Fine-tune your budget. Review your budget and eliminate any excesses. Food is an area where most people overspend, so consider creating a meal plan.
Keep investing. Establish a mix of different types of investments that are aggressive enough to reach your goal but be cautious, so you’re not tempted to cash out when the market drops. One possible strategy if you administer your own retirement fund or have a non-retirement portfolio, is to set up automatic investments to buy more shares when stock prices are cheaper, and buy fewer when they’re expensive.
Max out your contributions. If you have a retirement plan at work, contribute enough to maximize the match offered by your company. This is a great way to grow your retirement fund with “free money” from your employer. In addition, if they provide any additional retirement savings plans, take advantage of them.
In your 60s
Be prepared, so you enter retirement financially healthy and on solid footing.
Layout a transition/retirement budget. Your income during retirement will likely drop off from what you were earning during your working years. It can be difficult to make this transition for some retirees and cause them to burn through their savings at a faster rate than they anticipated.
Continue to invest. There’s no one-size-fits-all strategy here. Depending on your lifestyle and risk tolerance, one smart strategy that may work is to keep a portion of your retirement savings invested in high-quality stocks. Although it can be temperamental at times, the stock market is still one of the best wealth creators.
Have a withdrawal plan for your money. Keep in mind how much you plan to withdraw each year so you can consider tax implications. This way, you’ll keep as much as possible of the money you’ve spent a lifetime earning. In addition, have a clear plan for withdrawing money before retiring.
Map out a strategy for social security benefits. You have three choices awaiting you when it comes to social security benefits: 1) file early (62-64), 2) wait until full retirement age (FRA) (65-67), or wait until after full retirement age (FRA) (age 68-70). Understand the ramifications of when to file for benefits along with the advantages and disadvantages.
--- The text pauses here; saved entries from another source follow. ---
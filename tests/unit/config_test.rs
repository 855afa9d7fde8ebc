//! Tests for configuration validation

use prometheus_fair_scheduler::config::env::{apply_overrides, load_from_file};
use prometheus_fair_scheduler::config::{
    NamespacePriorityConfig, ProcessorConfig, RateLimitConfig, SchedulerConfig,
};
use prometheus_fair_scheduler::core::{PriorityWeights, ShutdownPolicy};
use std::collections::BTreeMap;
use std::time::Duration;

#[test]
fn test_scheduler_config_defaults() {
    let cfg = SchedulerConfig::default();
    assert!(cfg.validate().is_ok());
    assert!(cfg.enable_priority_scheduler);
    assert_eq!(cfg.processor.shutdown_policy, ShutdownPolicy::Abort);
    assert_eq!(cfg.priority.current_cluster, "active");
    assert_eq!(cfg.priority.critical_retry_attempts, 10);
    assert_eq!(cfg.priority.weights, PriorityWeights::default());
}

#[test]
fn test_processor_config_invalid_worker_count() {
    let invalid = ProcessorConfig {
        worker_count: 0,
        ..ProcessorConfig::default()
    };
    assert!(invalid.validate().is_err());
}

#[test]
fn test_processor_config_invalid_queue_size() {
    let invalid = ProcessorConfig {
        queue_size: 0,
        ..ProcessorConfig::default()
    };
    assert!(invalid.validate().is_err());
}

#[test]
fn test_priority_config_invalid_weight() {
    let invalid = NamespacePriorityConfig {
        weights: PriorityWeights {
            critical: 0,
            high: 2,
            low: 1,
        },
        ..NamespacePriorityConfig::default()
    };
    let err = invalid.validate().unwrap_err();
    assert!(err.contains("critical"));
}

#[test]
fn test_rate_limit_config_rejects_nan() {
    let invalid = RateLimitConfig {
        namespace_max_rps: f64::NAN,
        ..RateLimitConfig::default()
    };
    assert!(invalid.validate().is_err());
}

#[test]
fn test_scheduler_config_from_json() {
    let json = r#"
    {
        "enable_priority_scheduler": false,
        "channel_capacity": 64,
        "processor": {
            "worker_count": 4,
            "queue_size": 128,
            "shutdown_policy": "drain",
            "shutdown_timeout_ms": 500
        },
        "priority": {
            "current_cluster": "east",
            "weights": { "critical": 10 }
        },
        "rate_limit": { "max_poll_rps": 50.0 }
    }
    "#;

    let cfg = SchedulerConfig::from_json_str(json).unwrap();
    assert!(!cfg.enable_priority_scheduler);
    assert_eq!(cfg.channel_capacity, 64);
    assert_eq!(cfg.processor.worker_count, 4);
    assert_eq!(cfg.processor.shutdown_policy, ShutdownPolicy::Drain);
    assert_eq!(cfg.processor.shutdown_timeout(), Duration::from_millis(500));
    assert_eq!(cfg.priority.current_cluster, "east");
    // Unspecified weights keep their defaults.
    assert_eq!(cfg.priority.weights.critical, 10);
    assert_eq!(cfg.priority.weights.low, PriorityWeights::default().low);
    assert!((cfg.rate_limit.max_poll_rps - 50.0).abs() < f64::EPSILON);
}

#[test]
fn test_scheduler_config_invalid_json() {
    let err = SchedulerConfig::from_json_str("{ not json").unwrap_err();
    assert!(err.starts_with("parse error"));

    let err = SchedulerConfig::from_json_str(r#"{"channel_capacity": 0}"#).unwrap_err();
    assert!(err.contains("channel_capacity"));

    let err = SchedulerConfig::from_json_str(r#"{"processor": {"queue_size": 0}}"#).unwrap_err();
    assert!(err.starts_with("processor invalid"));
}

#[test]
fn test_load_from_file_and_override() {
    let path = std::env::temp_dir().join(format!("fair-scheduler-{}.json", std::process::id()));
    std::fs::write(&path, r#"{"processor": {"worker_count": 2}}"#).unwrap();

    let mut cfg = load_from_file(&path).unwrap();
    std::fs::remove_file(&path).unwrap();
    assert_eq!(cfg.processor.worker_count, 2);

    let overrides: BTreeMap<String, String> = [
        ("FAIR_SCHEDULER_WORKER_COUNT", "6"),
        ("FAIR_SCHEDULER_CURRENT_CLUSTER", "west"),
        ("FAIR_SCHEDULER_ENABLE_PRIORITY_SCHEDULER", "false"),
    ]
    .into_iter()
    .map(|(k, v)| (k.to_string(), v.to_string()))
    .collect();
    apply_overrides(&mut cfg, &overrides).unwrap();
    assert_eq!(cfg.processor.worker_count, 6);
    assert_eq!(cfg.priority.current_cluster, "west");
    assert!(!cfg.enable_priority_scheduler);

    let bad: BTreeMap<String, String> =
        [("FAIR_SCHEDULER_SHUTDOWN_POLICY".to_string(), "later".to_string())].into();
    assert!(apply_overrides(&mut cfg, &bad).is_err());
}
//! Error types for scheduler operations.

use thiserror::Error;

/// Errors produced by scheduler components.
#[derive(Debug, Error)]
pub enum SchedulerError {
    /// The scheduler is stopping or has stopped; the submission was aborted.
    #[error("scheduler is closed")]
    Closed,
    /// Construction-time configuration is invalid.
    #[error("invalid configuration: {0}")]
    InvalidConfig(String),
}

/// Application-facing result using anyhow for higher-level contexts.
pub type AppResult<T> = Result<T, anyhow::Error>;
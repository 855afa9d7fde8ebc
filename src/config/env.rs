//! Loading configuration from the environment.
//!
//! A `.env` file in the working directory is loaded first when present. The
//! configuration itself is a JSON file named by an environment variable;
//! individual fields can then be overridden with `FAIR_SCHEDULER_*`
//! variables.

use std::collections::BTreeMap;
use std::path::Path;
use std::str::FromStr;

use tracing::debug;

use super::scheduler::SchedulerConfig;
use crate::core::scheduler::ShutdownPolicy;

/// Prefix of per-field override variables.
pub const ENV_OVERRIDE_PREFIX: &str = "FAIR_SCHEDULER_";

/// Load configuration from the JSON file named by `var`, then apply
/// `FAIR_SCHEDULER_*` overrides. Without `var` set, defaults are used.
///
/// # Errors
///
/// An unreadable file, a parse error, a malformed override or a validation
/// failure.
pub fn load_from_env(var: &str) -> Result<SchedulerConfig, String> {
    if let Ok(path) = dotenvy::dotenv() {
        debug!(path = %path.display(), "loaded .env file");
    }

    let mut cfg = match std::env::var(var) {
        Ok(path) => load_from_file(Path::new(&path))?,
        Err(_) => SchedulerConfig::default(),
    };

    let overrides: BTreeMap<String, String> = std::env::vars()
        .filter(|(key, _)| key.starts_with(ENV_OVERRIDE_PREFIX))
        .collect();
    apply_overrides(&mut cfg, &overrides)?;
    cfg.validate()?;
    Ok(cfg)
}

/// Parse and validate a JSON configuration file.
///
/// # Errors
///
/// An unreadable file, a parse error or a validation failure.
pub fn load_from_file(path: &Path) -> Result<SchedulerConfig, String> {
    let contents = std::fs::read_to_string(path)
        .map_err(|e| format!("failed to read {}: {e}", path.display()))?;
    SchedulerConfig::from_json_str(&contents)
}

/// Apply `FAIR_SCHEDULER_*` overrides. Unknown keys are ignored.
///
/// # Errors
///
/// A value that does not parse as its field's type.
pub fn apply_overrides(
    cfg: &mut SchedulerConfig,
    overrides: &BTreeMap<String, String>,
) -> Result<(), String> {
    for (key, value) in overrides {
        let Some(field) = key.strip_prefix(ENV_OVERRIDE_PREFIX) else {
            continue;
        };
        match field {
            "ENABLE_PRIORITY_SCHEDULER" => cfg.enable_priority_scheduler = parse(key, value)?,
            "CHANNEL_CAPACITY" => cfg.channel_capacity = parse(key, value)?,
            "WORKER_COUNT" => cfg.processor.worker_count = parse(key, value)?,
            "QUEUE_SIZE" => cfg.processor.queue_size = parse(key, value)?,
            "SHUTDOWN_POLICY" => cfg.processor.shutdown_policy = parse_policy(key, value)?,
            "SHUTDOWN_TIMEOUT_MS" => cfg.processor.shutdown_timeout_ms = parse(key, value)?,
            "CURRENT_CLUSTER" => cfg.priority.current_cluster = value.clone(),
            "CRITICAL_RETRY_ATTEMPTS" => cfg.priority.critical_retry_attempts = parse(key, value)?,
            "MAX_POLL_HOST_RPS" => cfg.rate_limit.max_poll_host_rps = parse(key, value)?,
            "PERSISTENCE_MAX_QPS" => cfg.rate_limit.persistence_max_qps = parse(key, value)?,
            "MAX_POLL_RPS" => cfg.rate_limit.max_poll_rps = parse(key, value)?,
            "NAMESPACE_MAX_RPS" => cfg.rate_limit.namespace_max_rps = parse(key, value)?,
            _ => debug!(key = %key, "ignoring unknown override"),
        }
    }
    Ok(())
}

fn parse<T: FromStr>(key: &str, value: &str) -> Result<T, String>
where
    T::Err: std::fmt::Display,
{
    value
        .trim()
        .parse()
        .map_err(|e| format!("{key}: invalid value `{value}`: {e}"))
}

fn parse_policy(key: &str, value: &str) -> Result<ShutdownPolicy, String> {
    match value.trim().to_ascii_lowercase().as_str() {
        "drain" => Ok(ShutdownPolicy::Drain),
        "abort" => Ok(ShutdownPolicy::Abort),
        other => Err(format!("{key}: expected `drain` or `abort`, got `{other}`")),
    }
}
There are no right or wrong answers when it comes to a retirement strategy—there’s just the right choice for what you need. Commit to at least some sort of savings now to ensure you get everything you want in retirement.
BALANCE does not provide tax, legal, or investing advice. This material has been prepared for informational purposes only, and is not intended to provide, and should not be relied on for, tax, legal, or investing advice. You should consult your own tax, legal, and financial advisor before engaging in any transaction.